** ASSIGNMENT **
Going from the top of the data below, give again each line through the one containing "rendered as text.", both ends kept.

** SOURCE RECORDS **
+ + + + +

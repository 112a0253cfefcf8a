//! Driver metadata and cells to native descriptions and values.

use chrono::{NaiveDate, NaiveDateTime};

use crate::error::{Error, Result};
use crate::types::{ColumnDescription, ColumnMetadata, DriverValue, TypeCode, Value};

const TIMESTAMP_FORMATS: [&str; 2] = ["%Y-%m-%d %H:%M:%S%.f", "%Y-%m-%dT%H:%M:%S%.f"];
const DATE_FORMAT: &str = "%Y-%m-%d";

/// The native representation chosen for a type code.
#[derive(Debug, Clone, Copy, PartialEq, Eq)]
pub enum NativeKind {
    Bool,
    Int,
    Float,
    Text,
    Bytes,
    Timestamp,
    Date,
    /// ARRAY, MAP and ROW values, rendered as text.
    Composite,
    /// Decimal columns cannot be fetched.
    Unsupported,
    Null,
}

pub fn native_kind(type_code: TypeCode) -> NativeKind {
    match type_code {
        TypeCode::BOOLEAN | TypeCode::BIT => NativeKind::Bool,
        TypeCode::TINYINT | TypeCode::SMALLINT | TypeCode::INTEGER | TypeCode::BIGINT => {
            NativeKind::Int
        }
        TypeCode::FLOAT | TypeCode::REAL | TypeCode::DOUBLE => NativeKind::Float,
        TypeCode::CHAR
        | TypeCode::VARCHAR
        | TypeCode::LONGVARCHAR
        | TypeCode::NCHAR
        | TypeCode::NVARCHAR
        | TypeCode::LONGNVARCHAR => NativeKind::Text,
        TypeCode::TIMESTAMP => NativeKind::Timestamp,
        TypeCode::DATE => NativeKind::Date,
        TypeCode::BINARY | TypeCode::VARBINARY | TypeCode::LONGVARBINARY => NativeKind::Bytes,
        TypeCode::ARRAY | TypeCode::JAVA_OBJECT | TypeCode::STRUCT | TypeCode::OTHER => {
            NativeKind::Composite
        }
        TypeCode::DECIMAL | TypeCode::NUMERIC => NativeKind::Unsupported,
        TypeCode::NULL => NativeKind::Null,
        _ => NativeKind::Composite,
    }
}

/// Build the cursor description entry for a driver column.
pub fn describe(column: &ColumnMetadata) -> ColumnDescription {
    ColumnDescription::new(
        column.name.clone(),
        column.type_code,
        column.display_size,
        column.precision,
        column.scale,
        column.nullable,
    )
}

/// Convert one driver cell to its native value.
pub fn to_native(column: &ColumnDescription, value: DriverValue) -> Result<Value> {
    let kind = native_kind(column.type_code);
    if kind == NativeKind::Unsupported {
        return Err(Error::NotSupported(format!(
            "cannot fetch column {} of type {}: index out of bounds",
            column.name, column.type_code
        )));
    }
    if value.is_null() {
        return Ok(Value::Null);
    }

    let converted = match kind {
        NativeKind::Bool => to_bool(value),
        NativeKind::Int => to_int(value),
        NativeKind::Float => to_float(value),
        NativeKind::Text => to_text(value),
        NativeKind::Bytes => match value {
            DriverValue::Bytes(bytes) => Ok(Value::Bytes(bytes)),
            DriverValue::Text(s) => Ok(Value::Bytes(s.into_bytes())),
            other => Err(other),
        },
        NativeKind::Timestamp => to_timestamp(value),
        NativeKind::Date => to_date(value),
        NativeKind::Composite | NativeKind::Null => match value {
            DriverValue::Text(s) => Ok(Value::Text(s)),
            other => Ok(Value::Text(other.to_string())),
        },
        NativeKind::Unsupported => Err(value),
    };
    converted.map_err(|value| mismatch(column, &value))
}

fn to_bool(value: DriverValue) -> std::result::Result<Value, DriverValue> {
    match value {
        DriverValue::Bool(b) => Ok(Value::Bool(b)),
        DriverValue::Int(i) => Ok(Value::Bool(i != 0)),
        DriverValue::Text(s) if s.eq_ignore_ascii_case("true") => Ok(Value::Bool(true)),
        DriverValue::Text(s) if s.eq_ignore_ascii_case("false") => Ok(Value::Bool(false)),
        other => Err(other),
    }
}

fn to_int(value: DriverValue) -> std::result::Result<Value, DriverValue> {
    match value {
        DriverValue::Int(i) => Ok(Value::Int(i)),
        DriverValue::Text(s) => match s.trim().parse() {
            Ok(i) => Ok(Value::Int(i)),
            Err(_) => Err(DriverValue::Text(s)),
        },
        other => Err(other),
    }
}

fn to_float(value: DriverValue) -> std::result::Result<Value, DriverValue> {
    match value {
        DriverValue::Double(d) => Ok(Value::Float(d)),
        DriverValue::Int(i) => Ok(Value::Float(i as f64)),
        DriverValue::Text(s) => match s.trim().parse() {
            Ok(f) => Ok(Value::Float(f)),
            Err(_) => Err(DriverValue::Text(s)),
        },
        other => Err(other),
    }
}

fn to_text(value: DriverValue) -> std::result::Result<Value, DriverValue> {
    match value {
        DriverValue::Text(s) => Ok(Value::Text(s)),
        DriverValue::Bytes(bytes) => match String::from_utf8(bytes) {
            Ok(s) => Ok(Value::Text(s)),
            Err(e) => Err(DriverValue::Bytes(e.into_bytes())),
        },
        other => Ok(Value::Text(other.to_string())),
    }
}

fn to_timestamp(value: DriverValue) -> std::result::Result<Value, DriverValue> {
    match value {
        DriverValue::Timestamp(ts) => Ok(Value::Timestamp(ts)),
        DriverValue::Text(s) => match parse_timestamp(&s) {
            Some(ts) => Ok(Value::Timestamp(ts)),
            None => Err(DriverValue::Text(s)),
        },
        other => Err(other),
    }
}

fn to_date(value: DriverValue) -> std::result::Result<Value, DriverValue> {
    match value {
        DriverValue::Date(d) => Ok(Value::Date(d)),
        DriverValue::Text(s) => match NaiveDate::parse_from_str(s.trim(), DATE_FORMAT) {
            Ok(d) => Ok(Value::Date(d)),
            Err(_) => Err(DriverValue::Text(s)),
        },
        other => Err(other),
    }
}

/// Convert a full driver row, one cell per description entry.
pub fn row_to_native(columns: &[ColumnDescription], cells: Vec<DriverValue>) -> Result<Vec<Value>> {
    if cells.len() != columns.len() {
        return Err(Error::Interface(format!(
            "driver returned {} values for {} columns",
            cells.len(),
            columns.len()
        )));
    }
    columns
        .iter()
        .zip(cells)
        .map(|(column, cell)| to_native(column, cell))
        .collect()
}

fn parse_timestamp(s: &str) -> Option<NaiveDateTime> {
    TIMESTAMP_FORMATS
        .iter()
        .find_map(|fmt| NaiveDateTime::parse_from_str(s.trim(), fmt).ok())
}

fn mismatch(column: &ColumnDescription, value: &DriverValue) -> Error {
    Error::Interface(format!(
        "column {} of type {} cannot hold driver value {:?}",
        column.name, column.type_code, value
    ))
}
mod column;
mod driver_value;
mod row;
mod sql_value;

pub use column::{ColumnDescription, ColumnMetadata, Nullability, TypeCode};
pub use driver_value::DriverValue;
pub use row::{Row, Value};
pub use sql_value::{Params, SqlValue};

+ + + + +

** ANSWER TO THE EXERCISE **
repository 112a0253cfefcf8a
//! Driver metadata and cells to native descriptions and values.

use chrono::{NaiveDate, NaiveDateTime};

use crate::error::{Error, Result};
use crate::types::{ColumnDescription, ColumnMetadata, DriverValue, TypeCode, Value};

const TIMESTAMP_FORMATS: [&str; 2] = ["%Y-%m-%d %H:%M:%S%.f", "%Y-%m-%dT%H:%M:%S%.f"];
const DATE_FORMAT: &str = "%Y-%m-%d";

/// The native representation chosen for a type code.
#[derive(Debug, Clone, Copy, PartialEq, Eq)]
pub enum NativeKind {
    Bool,
    Int,
    Float,
    Text,
    Bytes,
    Timestamp,
    Date,
    /// ARRAY, MAP and ROW values, rendered as text.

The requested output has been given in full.